Today POLITICO Arena asks:

Was the health care ruling actually a long-term victory for conservative jurisprudence?

My response:


It will take some time to fully digest the Court’s massive and often opaque split decision on ObamaCare, but whether the ruling will eventually lead to a victory for conservative jurisprudence will now be in the hands of the voters.
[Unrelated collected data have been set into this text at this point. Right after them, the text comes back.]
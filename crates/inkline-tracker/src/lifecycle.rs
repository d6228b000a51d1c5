use std::time::{Duration, Instant};

/// Where a suggestion got to before it ended.
#[derive(Debug, Clone, Copy, PartialEq, Eq)]
pub enum LifecycleStatus {
    TriggeredNotDisplayed,
    Displayed,
    Hidden,
}

impl LifecycleStatus {
    pub fn as_str(&self) -> &'static str {
        match self {
            LifecycleStatus::TriggeredNotDisplayed => "triggered_not_displayed",
            LifecycleStatus::Displayed => "displayed",
            LifecycleStatus::Hidden => "hidden",
        }
    }
}

/// Per-suggestion timing state: Triggered -> Displayed -> Hidden, each
/// transition stamped once with a monotonic timestamp. Created at trigger
/// time, replaced when the next suggestion for the session starts.
/// Performs no aggregation; derived values go to telemetry verbatim.
#[derive(Debug, Clone, Default)]
pub struct SuggestionLifecycle {
    triggered_at: Option<Instant>,
    displayed_at: Option<Instant>,
    hidden_at: Option<Instant>,
}

impl SuggestionLifecycle {
    pub fn new() -> Self {
        Self::default()
    }

    /// Stamp T0 when the request enters `Requesting`. Later calls are
    /// no-ops.
    pub fn mark_triggered(&mut self) {
        if self.triggered_at.is_none() {
            self.triggered_at = Some(Instant::now());
        }
    }

    /// Stamp T1 when the suggestion is actually drawn.
    pub fn mark_displayed(&mut self) {
        if self.displayed_at.is_none() {
            self.displayed_at = Some(Instant::now());
        }
    }

    /// Stamp T2 when the suggestion is cleared.
    pub fn mark_hidden(&mut self) {
        if self.hidden_at.is_none() {
            self.hidden_at = Some(Instant::now());
        }
    }

    /// T1 - T0.
    pub fn latency(&self) -> Option<Duration> {
        match (self.triggered_at, self.displayed_at) {
            (Some(t0), Some(t1)) => Some(t1.saturating_duration_since(t0)),
            _ => None,
        }
    }

    /// T2 - T1.
    pub fn display_duration(&self) -> Option<Duration> {
        match (self.displayed_at, self.hidden_at) {
            (Some(t1), Some(t2)) => Some(t2.saturating_duration_since(t1)),
            _ => None,
        }
    }

    /// Whether T0 was ever stamped. Cycles cancelled during debounce
    /// never reach it and produce no record.
    pub fn triggered(&self) -> bool {
        self.triggered_at.is_some()
    }

    pub fn status(&self) -> LifecycleStatus {
        if self.displayed_at.is_none() {
            LifecycleStatus::TriggeredNotDisplayed
        } else if self.hidden_at.is_none() {
            LifecycleStatus::Displayed
        } else {
            LifecycleStatus::Hidden
        }
    }
}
If the reaction to this decision brings the majority of citizens who’ve consistently opposed ObamaCare to the polls, not only might ObamaCare be repealed, but the Court itself may eventually change in the direction the dissent marked out, and that would be good.


To be sure, some have suggested that this decision is not as bad as it seemed at first, but here are just a few responses to that contention: (1) the Commerce Clause “victory” is extremely limited; Congress cannot compel people to engage in commerce so it can then regulate that commerce, but this is the first time Congress has ever tried such a thing, so it’s not an everyday affair; (2) the vast post-New Deal regulatory power that Congress has practiced remains untouched by this decision; (3) a good case can be made that this Commerce Clause “victory” will be read as dicta and hence will not be binding in future cases; and finally, (4) Congress can now do the same thing under its taxing power, so as a practical matter there was no change.


Yes, that last point puts the matter “on budget,” and that’s no small matter, politically. But it will take a political reaction and then a change on the Court before this decision can be read, doubtless by historians, as having precipitated a victory, not so much for “conservative jurisprudence,” which is not of a piece, but for the Constitution.